-- Problem to solve --
Scan the records for the string "MemberSummary" and copy every line that holds it.

§ §

//! Project lifecycle orchestration: load, authorize, reconcile, persist, shape.
//! Stateless between calls; all persistent state lives behind the store handle.

use std::collections::{HashMap, HashSet};
use std::sync::Arc;

use uuid::Uuid;

use crate::database::store::{ProjectChanges, Store};
use crate::error::ApiError;
use crate::middleware::AuthUser;
use crate::models::{
    MemberSummary, NewProject, OwnerSummary, Project, ProjectDetail, ProjectListItem, ProjectPatch,
};
use crate::policy::{self, Action, Decision};
use crate::reconcile;

pub struct ProjectService {
    store: Arc<dyn Store>,
}

impl ProjectService {
    pub fn new(store: Arc<dyn Store>) -> Self {
        Self { store }
    }

    /// Projects visible to the actor, with owner summaries embedded.
    pub async fn list(&self, actor: &AuthUser) -> Result<Vec<ProjectListItem>, ApiError> {
        let scope = policy::list_scope(actor.role, actor.user_id);
        let projects = self.store.list_projects(&scope).await?;

        let owner_ids: Vec<Uuid> = projects
            .iter()
            .map(|p| p.owner_id)
            .collect::<HashSet<_>>()
            .into_iter()
            .collect();
        let owners: HashMap<Uuid, OwnerSummary> = self
            .store
            .users_by_ids(&owner_ids)
            .await?
            .iter()
            .map(|u| (u.id, OwnerSummary::from(u)))
            .collect();

        let mut items = Vec::with_capacity(projects.len());
        for project in projects {
            let Some(owner) = owners.get(&project.owner_id).cloned() else {
                tracing::error!(
                    "project {} owner {} has no user record",
                    project.id,
                    project.owner_id
                );
                return Err(ApiError::internal_server_error(
                    "An error occurred while processing your request",
                ));
            };
            items.push(ProjectListItem {
                id: project.id,
                name: project.name,
                description: project.description,
                status: project.status,
                owner,
                version: project.version,
                created_at: project.created_at,
                updated_at: project.updated_at,
            });
        }
        Ok(items)
    }

    pub async fn get(&self, actor: &AuthUser, id: Uuid) -> Result<ProjectDetail, ApiError> {
        let project = self.load(id).await?;
        check(actor, Action::Read, &project)?;
        self.detail(project).await
    }

    /// Create a project owned by the actor. Status starts at NOT_STARTED and
    /// the initial member list is deduplicated into a set.
    pub async fn create(
        &self,
        actor: &AuthUser,
        name: String,
        description: String,
        members: Vec<Uuid>,
    ) -> Result<ProjectDetail, ApiError> {
        if !policy::create_allowed(actor.role) {
            return Err(ApiError::forbidden("Not authorized to create projects"));
        }

        let members: HashSet<Uuid> = members.into_iter().collect();
        let project = self
            .store
            .insert_project(NewProject {
                name,
                description,
                owner_id: actor.user_id,
                members,
            })
            .await?;
        self.detail(project).await
    }

    /// Merge-semantics update: absent patch fields are untouched, and an
    /// absent member list leaves membership alone. The apply is guarded by the
    /// version loaded here, so a concurrent writer surfaces as 409.
    pub async fn update(
        &self,
        actor: &AuthUser,
        id: Uuid,
        patch: ProjectPatch,
    ) -> Result<ProjectDetail, ApiError> {
        let project = self.load(id).await?;
        check(actor, Action::Update, &project)?;

        let desired: Option<HashSet<Uuid>> = patch.members.map(|m| m.into_iter().collect());
        let delta = reconcile::reconcile(&project.members, desired.as_ref());

        let updated = self
            .store
            .update_project(
                id,
                project.version,
                ProjectChanges {
                    name: patch.name,
                    description: patch.description,
                    status: patch.status,
                    add_members: delta.to_add,
                    remove_members: delta.to_remove,
                },
            )
            .await?;
        self.detail(updated).await
    }

    pub async fn delete(&self, actor: &AuthUser, id: Uuid) -> Result<(), ApiError> {
        let project = self.load(id).await?;
        check(actor, Action::Delete, &project)?;
        if !self.store.delete_project(id).await? {
            // Lost a race with another delete between load and apply.
            return Err(ApiError::not_found("Project not found"));
        }
        Ok(())
    }

    async fn load(&self, id: Uuid) -> Result<Project, ApiError> {
        self.store
            .project_by_id(id)
            .await?
            .ok_or_else(|| ApiError::not_found("Project not found"))
    }

    /// Shape a project with owner and member summaries embedded.
    async fn detail(&self, project: Project) -> Result<ProjectDetail, ApiError> {
        let mut ids: Vec<Uuid> = project.members.iter().copied().collect();
        ids.push(project.owner_id);
        let users = self.store.users_by_ids(&ids).await?;

        let owner = users
            .iter()
            .find(|u| u.id == project.owner_id)
            .map(OwnerSummary::from)
            .ok_or_else(|| {
                tracing::error!("project {} owner {} has no user record", project.id, project.owner_id);
                ApiError::internal_server_error("An error occurred while processing your request")
            })?;

        let mut members: Vec<MemberSummary> = users
            .iter()
            .filter(|u| project.members.contains(&u.id))
            .map(MemberSummary::from)
            .collect();
        // Stable ordering for clients; the stored member set is unordered.
        members.sort_by(|a, b| a.name.cmp(&b.name));

        Ok(ProjectDetail {
            id: project.id,
            name: project.name,
            description: project.description,
            status: project.status,
            owner,
            members,
            version: project.version,
            created_at: project.created_at,
            updated_at: project.updated_at,
        })
    }
}

fn check(actor: &AuthUser, action: Action, project: &Project) -> Result<(), ApiError> {
    match policy::decide(actor.role, actor.user_id, action, project) {
        Decision::Allowed => Ok(()),
        Decision::Denied(reason) => Err(ApiError::forbidden(reason)),
    }
}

§ §

-- Exercise output --
    MemberSummary, NewProject, OwnerSummary, Project, ProjectDetail, ProjectListItem, ProjectPatch,
        let mut members: Vec<MemberSummary> = users
            .map(MemberSummary::from)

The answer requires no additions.